- Origin: Japan
- Genres: Classical Crossover
- Years active: 2001–present
- Label: Pony Canyon
- Members: Hanae Tomaru Kazuyo Kitazume Misako Ito Akiko Tano

= Ensemble Planeta =

Japanese a cappella group

Ensemble Planeta (アンサンブル・プラネタ, Ansanburu Puraneta) is a Japanese all female a cappella group. Known for their performance of the works of Bach, Chopin, Schubert and other classical composers and traditional European folk music.

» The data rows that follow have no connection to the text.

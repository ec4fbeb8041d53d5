//! Tick cycle: one synchronous step of the whole market.
//!
//! Each tick runs these phases in order:
//!
//! 1. **Advance** -- move the world clock forward one tick.
//! 2. **Expire** -- close or unwind contracts whose deadlines passed.
//! 3. **Trade** -- run every town's AI in town id order. Scheduled bids
//!    reach the board one at a time, so the first submission wins a tie.
//! 4. **Prune** -- drop settled contracts past retention.
//! 5. **Audit** -- replay the escrow journal against the live holds.
//!
//! Given the same state, seed, and configuration a tick is deterministic.

use std::collections::BTreeMap;

use tracing::{debug, info};

use tradepost_ledger::TownLedger;
use tradepost_market::{
    AgentContractAi, BoardError, ContractBoard, ExpirySweep, MarketContext, NotificationSink,
};
use tradepost_types::AgentId;

use crate::clock::{ClockError, WorldClock};
use crate::config::SimulationConfig;
use crate::persistence::MarketSnapshot;
use crate::world::{World, WorldError};

/// Errors that can occur during tick execution.
#[derive(Debug, thiserror::Error)]
pub enum TickError {
    /// A clock operation failed.
    #[error("clock error: {source}")]
    Clock {
        /// The underlying clock error.
        #[from]
        source: ClockError,
    },

    /// A board operation outside any town's AI failed.
    #[error("board error: {source}")]
    Board {
        /// The underlying board error.
        #[from]
        source: BoardError,
    },

    /// A town's AI hit a board error.
    #[error("AI error for {agent_id}: {source}")]
    Agent {
        /// The town whose AI failed.
        agent_id: AgentId,
        /// The underlying board error.
        source: BoardError,
    },

    /// The world could not be built.
    #[error("world error: {source}")]
    World {
        /// The underlying world error.
        #[from]
        source: WorldError,
    },
}

/// Summary of a single tick's execution.
#[derive(Debug, Clone, Default, PartialEq, Eq)]
pub struct TickSummary {
    /// The tick number that was executed.
    pub tick: u64,
    /// Deadlines applied this tick.
    pub expirations: ExpirySweep,
    /// Sell contracts listed.
    pub listed: usize,
    /// Bids scheduled.
    pub bids_scheduled: usize,
    /// Bids submitted to the board.
    pub bids_submitted: usize,
    /// Submitted bids the board accepted.
    pub bids_accepted: usize,
    /// Contracts removed by pruning.
    pub pruned: usize,
    /// Contracts on the board at the end of the tick.
    pub contracts: usize,
    /// Whether the escrow audit passed.
    pub escrow_balanced: bool,
}

/// The mutable state the tick cycle runs on.
#[derive(Debug)]
pub struct SimulationState {
    /// The world clock.
    pub clock: WorldClock,
    /// Towns and positions.
    pub world: World,
    /// Town stock outside escrow.
    pub ledger: TownLedger,
    /// The contract board.
    pub board: ContractBoard,
    /// One AI per town.
    pub ais: BTreeMap<AgentId, AgentContractAi>,
}

impl SimulationState {
    /// Fresh world built from the configured towns.
    ///
    /// # Errors
    ///
    /// Returns [`TickError::World`] if the towns collide.
    pub fn from_config(config: &SimulationConfig) -> Result<Self, TickError> {
        let mut ledger = TownLedger::new();
        let world = World::seed(&config.towns, &mut ledger)?;
        let ais = world
            .ids()
            .map(|id| (id, AgentContractAi::new(id, config.world.seed)))
            .collect();
        Ok(Self {
            clock: WorldClock::new(),
            world,
            ledger,
            board: ContractBoard::new(config.market.clone()),
            ais,
        })
    }

    /// Resume from a snapshot. Market tunables come from `config`, not the
    /// save.
    ///
    /// # Errors
    ///
    /// Returns [`TickError::World`] if the saved towns collide.
    pub fn restore(snapshot: MarketSnapshot, config: &SimulationConfig) -> Result<Self, TickError> {
        let world = World::from_towns(snapshot.towns)?;
        let mut pending = snapshot.pending_bids;
        let ais = world
            .ids()
            .map(|id| {
                let bids = pending.remove(&id).unwrap_or_default();
                (id, AgentContractAi::with_pending(id, config.world.seed, bids))
            })
            .collect();
        info!(
            tick = snapshot.tick,
            towns = world.len(),
            contracts = snapshot.board.contracts.len(),
            "Simulation state restored"
        );
        Ok(Self {
            clock: WorldClock::at(snapshot.tick),
            world,
            ledger: snapshot.ledger,
            board: ContractBoard::from_state(snapshot.board, config.market.clone()),
            ais,
        })
    }

    /// Everything needed to resume from this point.
    pub fn snapshot(&self) -> MarketSnapshot {
        MarketSnapshot {
            tick: self.clock.tick(),
            towns: self.world.towns().cloned().collect(),
            ledger: self.ledger.clone(),
            board: self.board.state(),
            pending_bids: self
                .ais
                .iter()
                .filter(|(_, ai)| !ai.pending_bids().is_empty())
                .map(|(id, ai)| (*id, ai.pending_bids().clone()))
                .collect(),
        }
    }
}

/// Execute one complete tick.
///
/// # Errors
///
/// Returns [`TickError`] if the clock overflows or a board operation fails
/// unexpectedly. Rejected bids and abstentions are not errors.
pub fn run_tick(
    state: &mut SimulationState,
    notifier: &mut dyn NotificationSink,
) -> Result<TickSummary, TickError> {
    // --- Phase 1: Advance ---
    let tick = state.clock.advance()?;
    let mut summary = TickSummary {
        tick,
        ..TickSummary::default()
    };

    let mut ctx = MarketContext {
        ledger: &mut state.ledger,
        oracle: &state.world,
        notifier,
        clock: &state.clock,
    };

    // --- Phase 2: Expire ---
    summary.expirations = state.board.process_expirations(&mut ctx)?;

    // --- Phase 3: Trade ---
    for (agent_id, ai) in &mut state.ais {
        let report = ai
            .tick(&mut state.board, &mut ctx)
            .map_err(|source| TickError::Agent {
                agent_id: *agent_id,
                source,
            })?;
        summary.listed = summary.listed.saturating_add(report.listed.len());
        summary.bids_scheduled = summary.bids_scheduled.saturating_add(report.scheduled.len());
        summary.bids_submitted = summary.bids_submitted.saturating_add(report.submitted.len());
        summary.bids_accepted = summary.bids_accepted.saturating_add(
            report
                .submitted
                .iter()
                .filter(|(_, result)| result.is_accepted())
                .count(),
        );
    }

    // --- Phase 4: Prune ---
    summary.pruned = state.board.prune(tick);

    // --- Phase 5: Audit ---
    summary.escrow_balanced = state.board.audit_escrow().is_balanced();
    summary.contracts = state.board.contracts().len();

    debug!(
        tick,
        listed = summary.listed,
        bids_scheduled = summary.bids_scheduled,
        bids_accepted = summary.bids_accepted,
        contracts = summary.contracts,
        "Tick complete"
    );
    Ok(summary)
}
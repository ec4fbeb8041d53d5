//! Headless market engine for Tradepost.
//!
//! Loads configuration, resumes the saved market or founds the configured
//! towns, and runs the tick loop until the tick limit or Ctrl-C. The board
//! is saved periodically and on shutdown.
//!
//! # Startup Sequence
//!
//! 1. Load configuration from `tradepost-config.yaml` (or the path given as
//!    the first argument)
//! 2. Initialize structured logging (tracing)
//! 3. Resume from the save file, or seed a fresh world
//! 4. Install the Ctrl-C handler
//! 5. Run the simulation loop
//! 6. Log the result

mod error;
mod report_callback;

use std::path::{Path, PathBuf};

use tokio::sync::watch;
use tracing::{info, warn};
use tracing_subscriber::EnvFilter;
use tradepost_core::config::LoggingConfig;
use tradepost_core::{
    JsonFileStore, PersistenceStore, RunContext, RunOptions, SimulationConfig, SimulationState,
    runner,
};
use tradepost_market::TracingNotifier;

use crate::error::EngineError;
use crate::report_callback::ReportCallback;

/// Default configuration file, relative to the working directory.
const DEFAULT_CONFIG_PATH: &str = "tradepost-config.yaml";

/// Application entry point for the engine.
///
/// # Errors
///
/// Returns an error if any initialization step or the simulation itself fails.
#[tokio::main]
async fn main() -> Result<(), Box<dyn std::error::Error>> {
    // 1. Load configuration.
    let config_path = std::env::args_os()
        .nth(1)
        .map_or_else(|| PathBuf::from(DEFAULT_CONFIG_PATH), PathBuf::from);
    let config = load_config(&config_path)?;

    // 2. Initialize structured logging.
    init_logging(&config.logging)?;
    info!(
        config = %config_path.display(),
        world_name = config.world.name,
        seed = config.world.seed,
        tick_interval_ms = config.world.tick_interval_ms,
        max_ticks = config.world.max_ticks,
        "Configuration loaded"
    );

    // 3. Resume or seed.
    let mut store = JsonFileStore::new(&config.persistence.path);
    let mut state = match store.load()? {
        Some(snapshot) => SimulationState::restore(snapshot, &config)?,
        None => {
            info!(path = %store.path().display(), "No save file, founding towns");
            SimulationState::from_config(&config)?
        }
    };
    if state.world.is_empty() {
        warn!("No towns configured; the market will stay empty");
    }

    // 4. Ctrl-C requests a clean stop.
    let (shutdown_tx, shutdown_rx) = watch::channel(false);
    tokio::spawn(async move {
        match tokio::signal::ctrl_c().await {
            Ok(()) => {
                info!("Ctrl-C received, stopping after the current tick");
                let _ = shutdown_tx.send(true);
            }
            Err(e) => warn!(error = %e, "Failed to listen for Ctrl-C"),
        }
    });

    // 5. Run the simulation.
    let mut notifier = TracingNotifier;
    let mut callback = ReportCallback::new(config.persistence.save_interval_ticks);
    let run = RunContext {
        notifier: &mut notifier,
        store: &mut store,
        callback: &mut callback,
    };
    let result = runner::run_simulation(
        &mut state,
        run,
        RunOptions::from_config(&config),
        shutdown_rx,
    )
    .await
    .map_err(EngineError::from)?;

    // 6. Log results.
    runner::log_simulation_end(&result);
    let totals = callback.totals();
    info!(
        end_reason = ?result.end_reason,
        total_ticks = result.total_ticks,
        listed = totals.listed,
        bids_accepted = totals.bids_accepted,
        save = %store.path().display(),
        "tradepost-engine shutdown complete"
    );

    Ok(())
}

/// Load the simulation configuration, falling back to defaults when the
/// file does not exist. Environment overrides apply either way.
fn load_config(path: &Path) -> Result<SimulationConfig, EngineError> {
    if path.exists() {
        return Ok(SimulationConfig::from_file(path)?);
    }
    let mut config = SimulationConfig::default();
    config.apply_overrides(|key| std::env::var(key).ok())?;
    config.validate()?;
    Ok(config)
}

/// Install the global subscriber. `RUST_LOG` wins over the configured level.
fn init_logging(logging: &LoggingConfig) -> Result<(), EngineError> {
    let filter =
        EnvFilter::try_from_default_env().unwrap_or_else(|_| EnvFilter::new(&logging.level));
    let builder = tracing_subscriber::fmt()
        .with_env_filter(filter)
        .with_target(true);
    let installed = if logging.json {
        builder.json().try_init()
    } else {
        builder.try_init()
    };
    installed.map_err(|e| EngineError::Logging {
        message: e.to_string(),
    })
}
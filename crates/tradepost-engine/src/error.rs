//! Error types for the engine binary.
//!
//! [`EngineError`] is the top-level error type that wraps all possible
//! failure modes during engine startup and simulation execution.

/// Top-level error for the engine binary.
///
/// Each variant wraps a specific subsystem error, providing a single
/// error type that `main` can propagate with `?`.
#[derive(Debug, thiserror::Error)]
pub enum EngineError {
    /// Configuration loading failed.
    #[error("config error: {source}")]
    Config {
        /// The underlying config error.
        #[from]
        source: tradepost_core::ConfigError,
    },

    /// Building the simulation state failed.
    #[error("state error: {source}")]
    State {
        /// The underlying tick error.
        #[from]
        source: tradepost_core::TickError,
    },

    /// Loading the save file failed.
    #[error("persistence error: {source}")]
    Persistence {
        /// The underlying persistence error.
        #[from]
        source: tradepost_core::PersistenceError,
    },

    /// Simulation runner failed.
    #[error("runner error: {source}")]
    Runner {
        /// The underlying runner error.
        #[from]
        source: tradepost_core::RunnerError,
    },

    /// The logging subscriber could not be installed.
    #[error("logging error: {message}")]
    Logging {
        /// Description of the failure.
        message: String,
    },
}
//! Per-town resource balances.
//!
//! [`ResourceLedger`] is the narrow interface the contract board and the
//! town AI use to read and move resources. The host world may back it with
//! its own storage; [`TownLedger`] is the in-memory implementation used by
//! the headless engine and the tests.
//!
//! # Design
//!
//! - **Never negative**: a debit that would overdraw fails and changes nothing.
//! - **Positive amounts only**: zero or negative credits and debits are ignored.
//! - **Saturating**: balances saturate at `i64::MAX` instead of wrapping.

use std::collections::BTreeMap;

use serde::{Deserialize, Serialize};
use tracing::warn;

use tradepost_types::{AgentId, ResourceId};

/// Read and mutate the resource balances of towns.
pub trait ResourceLedger {
    /// Current quantity of `resource` held by `agent` (0 if unknown).
    fn balance(&self, agent: AgentId, resource: &ResourceId) -> i64;

    /// Add `amount` units of `resource` to `agent`.
    fn credit(&mut self, agent: AgentId, resource: &ResourceId, amount: i64);

    /// Remove `amount` units of `resource` from `agent`.
    ///
    /// Returns `false` and leaves the balance untouched if the agent holds
    /// fewer than `amount` units.
    fn debit(&mut self, agent: AgentId, resource: &ResourceId, amount: i64) -> bool;

    /// Every resource the agent holds a positive quantity of.
    fn holdings(&self, agent: AgentId) -> BTreeMap<ResourceId, i64>;
}

/// In-memory ledger of every town's stock.
#[derive(Debug, Clone, Default, PartialEq, Eq, Serialize, Deserialize)]
pub struct TownLedger {
    /// Balances per town, per resource.
    accounts: BTreeMap<AgentId, BTreeMap<ResourceId, i64>>,
}

impl TownLedger {
    /// Create an empty ledger.
    pub const fn new() -> Self {
        Self {
            accounts: BTreeMap::new(),
        }
    }

    /// Open an empty account so the town shows up in [`agents`](Self::agents).
    pub fn open_account(&mut self, agent: AgentId) {
        self.accounts.entry(agent).or_default();
    }

    /// Towns with an account, in id order.
    pub fn agents(&self) -> impl Iterator<Item = AgentId> + '_ {
        self.accounts.keys().copied()
    }

    /// Total quantity of `resource` across all towns.
    pub fn total_supply(&self, resource: &ResourceId) -> i64 {
        self.accounts
            .values()
            .filter_map(|stock| stock.get(resource))
            .fold(0_i64, |acc, qty| acc.saturating_add(*qty))
    }
}

impl ResourceLedger for TownLedger {
    fn balance(&self, agent: AgentId, resource: &ResourceId) -> i64 {
        self.accounts
            .get(&agent)
            .and_then(|stock| stock.get(resource))
            .copied()
            .unwrap_or(0)
    }

    fn credit(&mut self, agent: AgentId, resource: &ResourceId, amount: i64) {
        if amount <= 0 {
            warn!(%agent, %resource, amount, "Ignoring non-positive credit");
            return;
        }
        let qty = self
            .accounts
            .entry(agent)
            .or_default()
            .entry(resource.clone())
            .or_insert(0);
        *qty = qty.saturating_add(amount);
    }

    fn debit(&mut self, agent: AgentId, resource: &ResourceId, amount: i64) -> bool {
        if amount <= 0 {
            warn!(%agent, %resource, amount, "Ignoring non-positive debit");
            return false;
        }
        let Some(qty) = self
            .accounts
            .get_mut(&agent)
            .and_then(|stock| stock.get_mut(resource))
        else {
            return false;
        };
        match qty.checked_sub(amount) {
            Some(rest) if rest >= 0 => {
                *qty = rest;
                true
            }
            _ => false,
        }
    }

    fn holdings(&self, agent: AgentId) -> BTreeMap<ResourceId, i64> {
        self.accounts
            .get(&agent)
            .map(|stock| {
                stock
                    .iter()
                    .filter(|(_, qty)| **qty > 0)
                    .map(|(res, qty)| (res.clone(), *qty))
                    .collect()
            })
            .unwrap_or_default()
    }
}

#[cfg(test)]
mod tests {
    use super::*;

    fn wood() -> ResourceId {
        ResourceId::from("wood")
    }

    #[test]
    fn new_ledger_is_empty() {
        let ledger = TownLedger::new();
        assert_eq!(ledger.agents().count(), 0);
        assert_eq!(ledger.balance(AgentId::new(), &wood()), 0);
    }

    #[test]
    fn credit_then_debit() {
        let mut ledger = TownLedger::new();
        let town = AgentId::new();
        ledger.credit(town, &wood(), 10);
        assert!(ledger.debit(town, &wood(), 4));
        assert_eq!(ledger.balance(town, &wood()), 6);
    }

    #[test]
    fn overdraw_fails_without_change() {
        let mut ledger = TownLedger::new();
        let town = AgentId::new();
        ledger.credit(town, &wood(), 3);
        assert!(!ledger.debit(town, &wood(), 4));
        assert_eq!(ledger.balance(town, &wood()), 3);
    }

    #[test]
    fn debit_unknown_account_fails() {
        let mut ledger = TownLedger::new();
        assert!(!ledger.debit(AgentId::new(), &wood(), 1));
    }

    #[test]
    fn non_positive_amounts_are_ignored() {
        let mut ledger = TownLedger::new();
        let town = AgentId::new();
        ledger.credit(town, &wood(), 5);
        ledger.credit(town, &wood(), -2);
        ledger.credit(town, &wood(), 0);
        assert!(!ledger.debit(town, &wood(), 0));
        assert!(!ledger.debit(town, &wood(), -1));
        assert_eq!(ledger.balance(town, &wood()), 5);
    }

    #[test]
    fn holdings_skip_empty_resources() {
        let mut ledger = TownLedger::new();
        let town = AgentId::new();
        let stone = ResourceId::from("stone");
        ledger.credit(town, &wood(), 5);
        ledger.credit(town, &stone, 2);
        assert!(ledger.debit(town, &stone, 2));

        let holdings = ledger.holdings(town);
        assert_eq!(holdings.len(), 1);
        assert_eq!(holdings.get(&wood()).copied(), Some(5));
    }

    #[test]
    fn total_supply_sums_towns() {
        let mut ledger = TownLedger::new();
        ledger.credit(AgentId::new(), &wood(), 5);
        ledger.credit(AgentId::new(), &wood(), 7);
        assert_eq!(ledger.total_supply(&wood()), 12);
    }

    #[test]
    fn open_account_registers_town() {
        let mut ledger = TownLedger::new();
        let town = AgentId::new();
        ledger.open_account(town);
        assert_eq!(ledger.agents().collect::<Vec<_>>(), vec![town]);
        assert!(ledger.holdings(town).is_empty());
    }
}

The group was formed by Nahoko Kakiage, the recognized creator of classical crossover style of music in Japan.

==Membership==
===Current members===
- Hanae Tomaru – Soprano
- Kazuyo Kitazume – Mezzo Soprano
- Misako Ito – Soprano
- Kai Torii – Mezzo Soprano, since 2018

===Previous Members===
- Tateishi Rei (立石玲) - Soprano, left in 2002
- Michiko Takahashi (高橋美千子) - Soprano, left in 2006
- Etsuko Murata (村田悦子) - Alto, left in 2007
- Yoshiko Ikeshiro (池城淑子) – Soprano, left in 2009
- Akiko Tano – Mezzo Soprano

==Discography==
- Ensemble Planeta アンサンブル・プラネタ（2001）
- Maiden's Lament 乙女の嘆き（2002）
- ARIA 麗しのアリア（2003）
- étoile エトワール（2003）
- romance 愛のロマンス（2004）
- Choral コラール（2005）
- Largo ラルゴ（2006）
- A Capella - The Japanese Lyrical Songs ア・カペラ-日本の叙情歌（2009）
- Eternal Harmony (Compilation) プラチナムベスト アンサンブル・プラネタ -永遠のハーモニー（2015）
- This Flower この花（2018）
- Planeta (compositions by Kakiage Nahoko) (2019)

==Performances==
They have also made TV/CM appearances over the years such as the TV commercial for pharmaceutical company ARAX’s Norshin. They also sang the theme song for the Spanish movie El Viaje De Carol and performed the soundtrack for the Studio Ghibli animation movie Taneyamagahara No Yoru. They are also constantly touring, playing concert halls all across Japan as well as performances in Korea and Hong Kong.